Retired fighter pilot Amy McGrath said she wanted to serve her country again, this time in Congress.
Amy McGrath announces bid to challenge Mitch McConnell
01:08 - Source: CNN
CNN  — 

Amy McGrath, the former fighter pilot who narrowly lost a bid for Congress last year, on Tuesday launched her campaign to unseat Senate Majority Leader Mitch McConnell.

The 44-year-old Kentucky Democrat entered politics as a first-time candidate two years ago after a 20-year career as a Marine. McGrath was the first woman to fly an F-18 in combat, and flew more than 85 combat missions in Iraq and Afghanistan.

That military career helped vault her into the national eye – and turn her into a darling of the progressive anti-Trump resistance in last year’s midterm elections. She launched her 2018 campaign for Kentucky’s 6th District with a powerful video highlighting the roadblocks politicians placed in front of her efforts to become a combat pilot.

On Tuesday, McGrath similarly highlighted her military background in a new video launching her Senate bid. In that video, McGrath recalled writing a letter to McConnell when she was 13 years old, asking the senator to change the law that, at that time, barred women from becoming combat pilots.

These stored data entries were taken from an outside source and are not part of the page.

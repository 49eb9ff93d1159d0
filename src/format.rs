//! The `.jmesh` file layout.
//!
//! ```text
//! Header (16 bytes, absent from legacy files):
//!   magic:    [u8; 4] = b"JMSH"
//!   version:  u32 LE  = 1
//!   flags:    u32 LE  (see `Flags`)
//!   checksum: u32 LE  (CRC-32 of everything after the header)
//!
//! Six blocks, each `[i32 LE byte length][bytes]`:
//!   meshlets           68 bytes each
//!   vertices           3 x f32
//!   normals            3 x f32
//!   tangents           4 x f32
//!   meshlet triangles  u32 each, or u8 each with `Flags::PACKED_TRIANGLES`
//!   meshlet vertices   u32 each
//! ```
//!
//! All values are little endian and written field by field. Element counts are the block length
//! divided by the element size.

use {
    super::{IndexWidth, MeshData, Meshlet, Vec3},
    bitflags::bitflags,
    log::{trace, warn},
    serde::{Deserialize, Serialize},
    std::io::{Error, ErrorKind, Read, Write},
};

/// Size of one encoded [`Meshlet`].
pub const MESHLET_RECORD_SIZE: usize = 4 * 4 + 4 * 3 * 4 + 4;

const VEC3_SIZE: usize = 12;
const VEC4_SIZE: usize = 16;

bitflags! {
    #[derive(Clone, Copy, Debug, Default, Deserialize, Eq, Hash, PartialEq, Serialize)]
    pub struct Flags: u32 {
        const HAS_NORMALS = 1 << 0;
        const HAS_TANGENTS = 1 << 1;
        const PACKED_TRIANGLES = 1 << 2;
    }
}

impl Flags {
    fn triangle_width(self) -> IndexWidth {
        if self.contains(Self::PACKED_TRIANGLES) {
            IndexWidth::U8
        } else {
            IndexWidth::U32
        }
    }
}

/// Leading record of versioned `.jmesh` files.
#[derive(Clone, Copy, Debug, Deserialize, Eq, PartialEq, Serialize)]
pub struct Header {
    magic: [u8; 4],
    pub version: u32,
    pub flags: Flags,
    pub checksum: u32,
}

impl Header {
    pub const MAGIC: [u8; 4] = *b"JMSH";
    pub const SIZE: usize = 16;
    pub const VERSION: u32 = 1;

    pub fn new(flags: Flags, checksum: u32) -> Self {
        Self {
            magic: Self::MAGIC,
            version: Self::VERSION,
            flags,
            checksum,
        }
    }

    fn config() -> impl bincode::config::Config {
        bincode::config::standard()
            .with_little_endian()
            .with_fixed_int_encoding()
    }

    /// Reads a header from the start of `buf`, or `None` when `buf` holds a legacy file.
    pub fn decode(buf: &[u8]) -> Result<Option<Self>, Error> {
        if !buf.starts_with(&Self::MAGIC) {
            return Ok(None);
        }

        let (header, _): (Self, _) = bincode::serde::decode_from_slice(buf, Self::config())
            .map_err(|err| {
                warn!("Unable to read header: {err}");

                Error::from(ErrorKind::InvalidData)
            })?;

        if header.version != Self::VERSION {
            warn!("Unsupported version {}", header.version);

            return Err(Error::from(ErrorKind::InvalidData));
        }

        if !Flags::all().contains(header.flags) {
            warn!("Unsupported flags {:#x}", header.flags.bits());

            return Err(Error::from(ErrorKind::InvalidData));
        }

        Ok(Some(header))
    }

    pub fn encode(&self, mut writer: impl Write) -> Result<(), Error> {
        bincode::serde::encode_into_std_write(self, &mut writer, Self::config())
            .map_err(|_| Error::from(ErrorKind::InvalidData))?;

        Ok(())
    }
}

/// Writes `data` as a versioned file, or as a headerless legacy file when `legacy` is set.
pub(crate) fn write_mesh_data(
    mut writer: impl Write,
    data: &MeshData,
    legacy: bool,
    triangles: IndexWidth,
) -> Result<(), Error> {
    if legacy && triangles != IndexWidth::U32 {
        warn!("Legacy files only support 32-bit triangle indices");

        return Err(Error::from(ErrorKind::InvalidInput));
    }

    let payload = encode_payload(data, triangles);

    if !legacy {
        let mut flags = Flags::empty();
        flags.set(Flags::HAS_NORMALS, !data.normals.is_empty());
        flags.set(Flags::HAS_TANGENTS, !data.tangents.is_empty());
        flags.set(Flags::PACKED_TRIANGLES, triangles == IndexWidth::U8);

        Header::new(flags, crc32fast::hash(&payload)).encode(&mut writer)?;
    }

    writer.write_all(&payload)
}

/// Reads either file layout and checks the meshlet ranges of the result.
pub(crate) fn read_mesh_data(mut reader: impl Read) -> Result<MeshData, Error> {
    let mut buf = vec![];
    reader.read_to_end(&mut buf)?;

    let data = if let Some(header) = Header::decode(&buf)? {
        let payload = &buf[Header::SIZE..];

        if crc32fast::hash(payload) != header.checksum {
            warn!("Checksum mismatch");

            return Err(Error::from(ErrorKind::InvalidData));
        }

        let data = decode_payload(payload, header.flags.triangle_width())?;

        if header.flags.contains(Flags::HAS_NORMALS) == data.normals.is_empty()
            || header.flags.contains(Flags::HAS_TANGENTS) == data.tangents.is_empty()
        {
            warn!("Attribute flags do not match stored attributes");

            return Err(Error::from(ErrorKind::InvalidData));
        }

        data
    } else {
        trace!("Reading legacy layout");

        decode_payload(&buf, IndexWidth::U32)?
    };

    data.validate()?;

    Ok(data)
}

fn encode_payload(data: &MeshData, triangles: IndexWidth) -> Vec<u8> {
    let mut buf = Vec::with_capacity(
        6 * 4
            + data.meshlets.len() * MESHLET_RECORD_SIZE
            + (data.vertices.len() + data.normals.len()) * VEC3_SIZE
            + data.tangents.len() * VEC4_SIZE
            + data.meshlet_triangles.len() * triangles.size()
            + data.meshlet_vertices.len() * 4,
    );

    trace!(
        "Writing {} meshlet{}",
        data.meshlets.len(),
        if data.meshlets.len() == 1 { "" } else { "s" }
    );

    let mut block = Vec::with_capacity(data.meshlets.len() * MESHLET_RECORD_SIZE);
    for meshlet in &data.meshlets {
        encode_meshlet(&mut block, meshlet);
    }
    write_block(&mut buf, &block);

    trace!("Writing {} vertices", data.vertices.len());
    write_block(&mut buf, &encode_floats(&data.vertices));

    trace!("Writing {} normals", data.normals.len());
    write_block(&mut buf, &encode_floats(&data.normals));

    trace!("Writing {} tangents", data.tangents.len());
    write_block(&mut buf, &encode_floats(&data.tangents));

    trace!(
        "Writing {} meshlet triangle indices ({triangles:?})",
        data.meshlet_triangles.len()
    );
    write_block(&mut buf, &triangles.encode(&data.meshlet_triangles));

    trace!("Writing {} meshlet vertices", data.meshlet_vertices.len());
    let mut block = Vec::with_capacity(data.meshlet_vertices.len() * 4);
    for idx in &data.meshlet_vertices {
        block.extend_from_slice(&idx.to_le_bytes());
    }
    write_block(&mut buf, &block);

    buf
}

fn decode_payload(buf: &[u8], triangles: IndexWidth) -> Result<MeshData, Error> {
    let mut blocks = Blocks { buf };

    let meshlets = blocks
        .next("meshlets", MESHLET_RECORD_SIZE)?
        .chunks_exact(MESHLET_RECORD_SIZE)
        .map(decode_meshlet)
        .collect();
    let vertices = decode_floats::<3>(blocks.next("vertices", VEC3_SIZE)?);
    let normals = decode_floats::<3>(blocks.next("normals", VEC3_SIZE)?);
    let tangents = decode_floats::<4>(blocks.next("tangents", VEC4_SIZE)?);
    let meshlet_triangles = triangles.decode(blocks.next("triangles", triangles.size())?)?;
    let meshlet_vertices = blocks
        .next("meshlet vertices", 4)?
        .chunks_exact(4)
        .map(|data| u32::from_le_bytes([data[0], data[1], data[2], data[3]]))
        .collect();

    if !blocks.buf.is_empty() {
        warn!("{} unexpected trailing bytes", blocks.buf.len());

        return Err(Error::from(ErrorKind::InvalidData));
    }

    Ok(MeshData {
        meshlets,
        vertices,
        normals,
        tangents,
        meshlet_triangles,
        meshlet_vertices,
    })
}

fn write_block(buf: &mut Vec<u8>, block: &[u8]) {
    trace!("Block: {} bytes", block.len());

    buf.extend_from_slice(&(block.len() as i32).to_le_bytes());
    buf.extend_from_slice(block);
}

/// Sequential reader of length-prefixed blocks.
struct Blocks<'a> {
    buf: &'a [u8],
}

impl<'a> Blocks<'a> {
    fn next(&mut self, name: &str, element_size: usize) -> Result<&'a [u8], Error> {
        let Some((len, rest)) = self.buf.split_first_chunk::<4>() else {
            warn!("Missing {name} block length");

            return Err(Error::from(ErrorKind::UnexpectedEof));
        };

        let len = usize::try_from(i32::from_le_bytes(*len)).map_err(|_| {
            warn!("Negative {name} block length");

            Error::from(ErrorKind::InvalidData)
        })?;

        if len > rest.len() {
            warn!("Truncated {name} block: {len} bytes expected, {} found", rest.len());

            return Err(Error::from(ErrorKind::UnexpectedEof));
        }

        if len % element_size != 0 {
            warn!("{name} block of {len} bytes is not a multiple of {element_size}");

            return Err(Error::from(ErrorKind::InvalidData));
        }

        let (block, rest) = rest.split_at(len);
        self.buf = rest;

        trace!("Read {name}: {len} bytes");

        Ok(block)
    }
}

fn encode_floats<const N: usize>(vals: &[[f32; N]]) -> Vec<u8> {
    let mut buf = Vec::with_capacity(vals.len() * N * 4);
    for val in vals.iter().flatten() {
        buf.extend_from_slice(&val.to_le_bytes());
    }

    buf
}

fn decode_floats<const N: usize>(buf: &[u8]) -> Vec<[f32; N]> {
    buf.chunks_exact(N * 4)
        .map(|data| {
            let mut fields = Fields { data };
            [0; N].map(|_| fields.f32())
        })
        .collect()
}

fn encode_meshlet(buf: &mut Vec<u8>, meshlet: &Meshlet) {
    buf.extend_from_slice(&meshlet.vertex_offset.to_le_bytes());
    buf.extend_from_slice(&meshlet.triangle_offset.to_le_bytes());
    buf.extend_from_slice(&meshlet.vertex_count.to_le_bytes());
    buf.extend_from_slice(&meshlet.triangle_count.to_le_bytes());

    for val in [meshlet.min, meshlet.max, meshlet.cone_apex, meshlet.cone_axis]
        .iter()
        .flatten()
    {
        buf.extend_from_slice(&val.to_le_bytes());
    }

    buf.extend_from_slice(&meshlet.cone_cutoff.to_le_bytes());
}

fn decode_meshlet(data: &[u8]) -> Meshlet {
    debug_assert_eq!(data.len(), MESHLET_RECORD_SIZE);

    let mut fields = Fields { data };

    Meshlet {
        vertex_offset: fields.u32(),
        triangle_offset: fields.u32(),
        vertex_count: fields.u32(),
        triangle_count: fields.u32(),
        min: fields.vec3(),
        max: fields.vec3(),
        cone_apex: fields.vec3(),
        cone_axis: fields.vec3(),
        cone_cutoff: fields.f32(),
    }
}

/// Little endian field cursor over a record which is known to be long enough.
struct Fields<'a> {
    data: &'a [u8],
}

impl Fields<'_> {
    fn u32(&mut self) -> u32 {
        let (val, rest) = self.data.split_at(4);
        self.data = rest;

        u32::from_le_bytes([val[0], val[1], val[2], val[3]])
    }

    fn f32(&mut self) -> f32 {
        f32::from_bits(self.u32())
    }

    fn vec3(&mut self) -> Vec3 {
        [self.f32(), self.f32(), self.f32()]
    }
}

“He never wrote back,” McGrath recalled. “I’ve often wondered, how many other people did Mitch McConnell never take the time to write back, or even think about?”

In 2018, McGrath notched a major victory in a closely watched Democratic primary, when she defeated Lexington Mayor Jim Gray – a well-known figure who was one of the first openly gay Kentuckians elected to public office.

In the general election, she proved to be a strong fundraiser, bringing in $8.5 million and outpacing the GOP incumbent, Rep. Andy Barr.

But Barr portrayed McGrath as too far left for the deep-red, Lexington-based 6th District – and did so using McGrath’s own words.

His campaign aired television ads using a recording of McGrath, at a Massachusetts fundraiser, saying, “I am further left, I am more progressive, than anyone in the state of Kentucky.”

Now, McGrath faces an even more daunting challenge: trying to unseat McConnell in a state President Donald Trump won by 30 points in 2016.

Democrats last year learned how hard it is to buck the trend of Senate races mirroring their states’ presidential results. Three Democratic incumbents – North Dakota’s Heidi Heitkamp, Indiana’s Joe Donnelly and Missouri’s Claire McCaskill – all lost in states Trump had won by double digits.

McConnell, meanwhile, has proven tough to beat. In 2014, he bested Democratic challenger Alison Lundergan Grimes, a highly touted and well-funded opponent, by more than 15 percentage points.

McConnell’s team is using tactics similar to Barr, greeting McGrath on Tuesday with a video that showed her taking progressive positions on issues like abortion, calling Trump’s border wall “stupid” and saying that – if the nation were designing a health care system from scratch – “single payer is the way to go.”

McGrath is seeking to appeal to conservatives by exploiting differences between McConnell and Trump.

“Everything that’s wrong in Washington had to start someplace. How did it come to this, that even within our own families, we can’t talk to each other about the leaders of our country anymore without anger and blame?” McGrath asks in her launch video.

“Well, it started with this man,” she says, “who was elected a lifetime ago, and who has, bit by bit, year by year, turned Washington into something we all despise – where dysfunction and chaos are political weapons.”